When the word "time" appears in a line of the data below, list that line.
* * * * * * *
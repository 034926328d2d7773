//! Round-trip matching.
//!
//! Two modes:
//!
//! - **Exact dates**: outbound flights on the departure date are joined with
//!   return flights on the return date. Every pair is emitted as two
//!   single-leg itineraries (outbound first, then return).
//! - **All round trips**: with no fixed dates, the earliest outbound and the
//!   latest qualifying return bound a window of departure and return
//!   candidates. Candidates are then paired one by one under the
//!   round-flight predicate and every valid pair becomes one two-leg
//!   itinerary.

use std::sync::Arc;

use chrono::{Duration, NaiveDate};
use tracing::debug;

use crate::domain::{AirportCode, DomainError, Flight, Itinerary};

/// True if `flight` is an outbound leg `from -> to` on `date` with at least
/// `floor` seats.
pub fn is_leg_on(
    flight: &Flight,
    date: NaiveDate,
    from: &AirportCode,
    to: &AirportCode,
    floor: u32,
) -> bool {
    flight.date == date && flight.serves(from, to) && flight.is_bookable(floor)
}

/// Cartesian join for the exact-date mode.
///
/// For each outbound (in order) and each return (in order) emits the
/// outbound itinerary followed by the return itinerary. An empty side
/// yields an empty result.
pub fn pair_exact_dates(outbound: &[Arc<Flight>], returns: &[Arc<Flight>]) -> Vec<Itinerary> {
    let mut itineraries = Vec::with_capacity(outbound.len() * returns.len() * 2);

    for departure in outbound {
        for ret in returns {
            itineraries.push(Itinerary::direct(departure.clone()));
            itineraries.push(Itinerary::direct(ret.clone()));
        }
    }

    itineraries
}

/// The round-flight predicate.
///
/// `ret` is a valid return for `departure` when it flies the reverse route
/// and leaves no earlier than the outbound arrival plus the minimum stay.
pub fn is_round_flight(departure: &Flight, ret: &Flight, minimum_stay: Duration) -> bool {
    departure.to == ret.from
        && ret.to == departure.from
        && ret.departure_utc >= departure.arrival_utc() + minimum_stay
}

/// Departure and return candidates for the all-round-trips mode.
#[derive(Debug, Clone, Default)]
pub struct RoundTripCandidates {
    /// Outbound flights leaving before the latest return minus the minimum stay.
    pub departures: Vec<Arc<Flight>>,

    /// Return flights leaving after the earliest outbound plus the minimum stay.
    pub returns: Vec<Arc<Flight>>,
}

impl RoundTripCandidates {
    /// Select candidates from `flights`, which must be ordered by date.
    ///
    /// Returns `None` when there is no outbound flight at all, or when no
    /// return leaves after the earliest outbound plus the minimum stay.
    pub fn select(
        flights: &[Arc<Flight>],
        origin: &AirportCode,
        destination: &AirportCode,
        floor: u32,
        minimum_stay: Duration,
    ) -> Option<Self> {
        let is_outbound = |f: &Flight| f.serves(origin, destination) && f.is_bookable(floor);
        let is_inbound = |f: &Flight| f.serves(destination, origin) && f.is_bookable(floor);

        let Some(earliest_outbound) = flights.iter().find(|f| is_outbound(f)) else {
            debug!(%origin, %destination, "no outbound flight for round trip");
            return None;
        };

        let return_window_start = earliest_outbound.departure_utc + minimum_stay;
        let returns: Vec<Arc<Flight>> = flights
            .iter()
            .filter(|f| is_inbound(f) && f.departure_utc > return_window_start)
            .cloned()
            .collect();

        let Some(latest_return) = returns.last() else {
            debug!(%origin, %destination, "no return flight after minimum stay");
            return None;
        };

        let departure_window_end = latest_return.departure_utc - minimum_stay;
        let departures: Vec<Arc<Flight>> = flights
            .iter()
            .filter(|f| is_outbound(f) && f.departure_utc < departure_window_end)
            .cloned()
            .collect();

        Some(Self {
            departures,
            returns,
        })
    }

    /// Pair every departure with every return that satisfies
    /// [`is_round_flight`], as two-leg itineraries in departure-then-return
    /// order.
    pub fn pair(&self, minimum_stay: Duration) -> Result<Vec<Itinerary>, DomainError> {
        let mut itineraries = Vec::new();

        for departure in &self.departures {
            for ret in &self.returns {
                if is_round_flight(departure, ret, minimum_stay) {
                    itineraries.push(Itinerary::connecting(departure.clone(), ret.clone())?);
                }
            }
        }

        Ok(itineraries)
    }
}

#[cfg(test)]
mod tests {
    use super::*;

    fn code(s: &str) -> AirportCode {
        AirportCode::parse(s).unwrap()
    }

    fn date(s: &str) -> NaiveDate {
        NaiveDate::parse_from_str(s, "%Y-%m-%d").unwrap()
    }

    fn flight(number: &str, day: &str, from: &str, to: &str, time: &str) -> Arc<Flight> {
        flight_with_seats(number, day, from, to, time, 5)
    }

    fn flight_with_seats(
        number: &str,
        day: &str,
        from: &str,
        to: &str,
        time: &str,
        seats: u32,
    ) -> Arc<Flight> {
        Arc::new(
            Flight::scheduled(number, date(day), code(from), code(to), time, 300, 100.0, seats)
                .unwrap(),
        )
    }

    fn numbers(itinerary: &Itinerary) -> Vec<&str> {
        itinerary
            .legs()
            .iter()
            .map(|f| f.flight_number.as_str())
            .collect()
    }

    // Exact-date mode

    #[test]
    fn leg_on_checks_date_route_and_floor() {
        let f = flight_with_seats("1", "2022-09-14", "TLV", "JFK", "09:00Z", 2);
        let (tlv, jfk) = (code("TLV"), code("JFK"));

        assert!(is_leg_on(&f, date("2022-09-14"), &tlv, &jfk, 2));
        assert!(!is_leg_on(&f, date("2022-09-15"), &tlv, &jfk, 2));
        assert!(!is_leg_on(&f, date("2022-09-14"), &jfk, &tlv, 2));
        assert!(!is_leg_on(&f, date("2022-09-14"), &tlv, &jfk, 3));
    }

    #[test]
    fn one_by_one_gives_two_itineraries() {
        let out = flight("1", "2022-09-14", "TLV", "JFK", "09:00Z");
        let back = flight("2", "2022-09-18", "JFK", "TLV", "09:00Z");

        let itineraries = pair_exact_dates(&[out], &[back]);

        assert_eq!(itineraries.len(), 2);
        assert_eq!(numbers(&itineraries[0]), ["1"]);
        assert_eq!(numbers(&itineraries[1]), ["2"]);
    }

    #[test]
    fn exact_dates_is_a_full_cartesian_product() {
        let outs = [
            flight("1", "2022-09-14", "TLV", "JFK", "09:00Z"),
            flight("2", "2022-09-14", "TLV", "JFK", "15:00Z"),
        ];
        let backs = [
            flight("3", "2022-09-18", "JFK", "TLV", "09:00Z"),
            flight("4", "2022-09-18", "JFK", "TLV", "19:00Z"),
            flight("5", "2022-09-18", "JFK", "TLV", "23:00Z"),
        ];

        let itineraries = pair_exact_dates(&outs, &backs);
        assert_eq!(itineraries.len(), 2 * 3 * 2);

        let flattened: Vec<&str> = itineraries.iter().flat_map(|i| numbers(i)).collect();
        assert_eq!(
            flattened,
            ["1", "3", "1", "4", "1", "5", "2", "3", "2", "4", "2", "5"]
        );
    }

    #[test]
    fn exact_dates_with_empty_side_is_empty() {
        let out = flight("1", "2022-09-14", "TLV", "JFK", "09:00Z");
        assert!(pair_exact_dates(&[out.clone()], &[]).is_empty());
        assert!(pair_exact_dates(&[], &[out]).is_empty());
    }

    // Round-flight predicate

    #[test]
    fn round_flight_respects_minimum_stay_after_arrival() {
        // Outbound lands 14:00 on the 14th
        let out = flight("1", "2022-09-14", "TLV", "JFK", "09:00Z");
        let exactly = flight("2", "2022-09-15", "JFK", "TLV", "14:00Z");
        let too_soon = flight("3", "2022-09-15", "JFK", "TLV", "13:59Z");

        assert!(is_round_flight(&out, &exactly, Duration::days(1)));
        assert!(!is_round_flight(&out, &too_soon, Duration::days(1)));
    }

    #[test]
    fn round_flight_requires_reverse_route() {
        let out = flight("1", "2022-09-14", "TLV", "JFK", "09:00Z");
        let same_way = flight("2", "2022-09-18", "TLV", "JFK", "09:00Z");
        let elsewhere = flight("3", "2022-09-18", "JFK", "MEX", "09:00Z");

        assert!(!is_round_flight(&out, &same_way, Duration::days(1)));
        assert!(!is_round_flight(&out, &elsewhere, Duration::days(1)));
    }

    #[test]
    fn round_flight_with_zero_stay_allows_immediate_return() {
        let out = flight("1", "2022-09-14", "TLV", "JFK", "09:00Z");
        let back = flight("2", "2022-09-14", "JFK", "TLV", "14:00Z");
        assert!(is_round_flight(&out, &back, Duration::zero()));
    }

    // All-round-trips candidate selection

    #[test]
    fn no_outbound_means_no_candidates() {
        let flights = vec![flight("1", "2022-09-18", "JFK", "TLV", "09:00Z")];
        let selected =
            RoundTripCandidates::select(&flights, &code("TLV"), &code("JFK"), 1, Duration::days(1));
        assert!(selected.is_none());
    }

    #[test]
    fn return_on_same_day_is_outside_window() {
        let flights = vec![
            flight("1", "2022-09-14", "TLV", "JFK", "09:00Z"),
            flight("2", "2022-09-14", "JFK", "TLV", "20:00Z"),
        ];
        let selected =
            RoundTripCandidates::select(&flights, &code("TLV"), &code("JFK"), 1, Duration::days(1));
        assert!(selected.is_none());
    }

    #[test]
    fn window_bounds_both_sides() {
        let flights = vec![
            flight("1", "2022-09-14", "TLV", "JFK", "09:00Z"),
            flight("2", "2022-09-15", "JFK", "TLV", "08:00Z"),
            flight("3", "2022-09-16", "TLV", "JFK", "09:00Z"),
            flight("4", "2022-09-17", "JFK", "TLV", "09:00Z"),
            flight("5", "2022-09-17", "TLV", "JFK", "09:00Z"),
        ];

        let selected =
            RoundTripCandidates::select(&flights, &code("TLV"), &code("JFK"), 1, Duration::days(1))
                .unwrap();

        // Return window opens after 2022-09-15T09:00Z: flight 2 is too early
        let returns: Vec<_> = selected.returns.iter().map(|f| f.flight_number.as_str()).collect();
        assert_eq!(returns, ["4"]);

        // Departure window closes before 2022-09-16T09:00Z (exclusive)
        let departures: Vec<_> = selected
            .departures
            .iter()
            .map(|f| f.flight_number.as_str())
            .collect();
        assert_eq!(departures, ["1"]);
    }

    #[test]
    fn candidates_skip_flights_below_floor() {
        let flights = vec![
            flight_with_seats("1", "2022-09-13", "TLV", "JFK", "09:00Z", 0),
            flight("2", "2022-09-14", "TLV", "JFK", "09:00Z"),
            flight("3", "2022-09-17", "JFK", "TLV", "09:00Z"),
            flight_with_seats("4", "2022-09-19", "JFK", "TLV", "09:00Z", 0),
        ];

        let selected =
            RoundTripCandidates::select(&flights, &code("TLV"), &code("JFK"), 1, Duration::days(1))
                .unwrap();

        assert_eq!(selected.departures.len(), 1);
        assert_eq!(selected.departures[0].flight_number, "2");
        assert_eq!(selected.returns.len(), 1);
        assert_eq!(selected.returns[0].flight_number, "3");
    }

    #[test]
    fn pairing_emits_two_leg_itineraries() {
        let flights = vec![
            flight("1", "2022-09-14", "TLV", "JFK", "09:00Z"),
            flight("2", "2022-09-16", "TLV", "JFK", "09:00Z"),
            flight("3", "2022-09-17", "JFK", "TLV", "09:00Z"),
            flight("4", "2022-09-18", "JFK", "TLV", "09:00Z"),
        ];
        let stay = Duration::days(1);

        let selected =
            RoundTripCandidates::select(&flights, &code("TLV"), &code("JFK"), 1, stay).unwrap();
        let itineraries = selected.pair(stay).unwrap();

        let pairs: Vec<Vec<&str>> = itineraries.iter().map(numbers).collect();
        assert_eq!(pairs, [["1", "3"], ["1", "4"], ["2", "4"]]);
        assert!(itineraries.iter().all(|i| i.origin() == code("TLV")));
    }

    #[test]
    fn pairing_filters_candidates_inside_window() {
        // Flight 2 lands 14:00 on the 16th: its return needs >= 14:00 on the 17th
        let flights = vec![
            flight("1", "2022-09-14", "TLV", "JFK", "09:00Z"),
            flight("2", "2022-09-16", "TLV", "JFK", "09:00Z"),
            flight("3", "2022-09-17", "JFK", "TLV", "12:00Z"),
            flight("4", "2022-09-18", "JFK", "TLV", "09:00Z"),
        ];
        let stay = Duration::days(1);

        let selected =
            RoundTripCandidates::select(&flights, &code("TLV"), &code("JFK"), 1, stay).unwrap();
        let itineraries = selected.pair(stay).unwrap();
        let pairs: Vec<Vec<&str>> = itineraries.iter().map(numbers).collect();

        assert_eq!(pairs, [["1", "3"], ["1", "4"], ["2", "4"]]);
    }
}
* * * * * * *
[Task solution]
    fn flight(number: &str, day: &str, from: &str, to: &str, time: &str) -> Arc<Flight> {
        flight_with_seats(number, day, from, to, time, 5)
        time: &str,
            Flight::scheduled(number, date(day), code(from), code(to), time, 300, 100.0, seats)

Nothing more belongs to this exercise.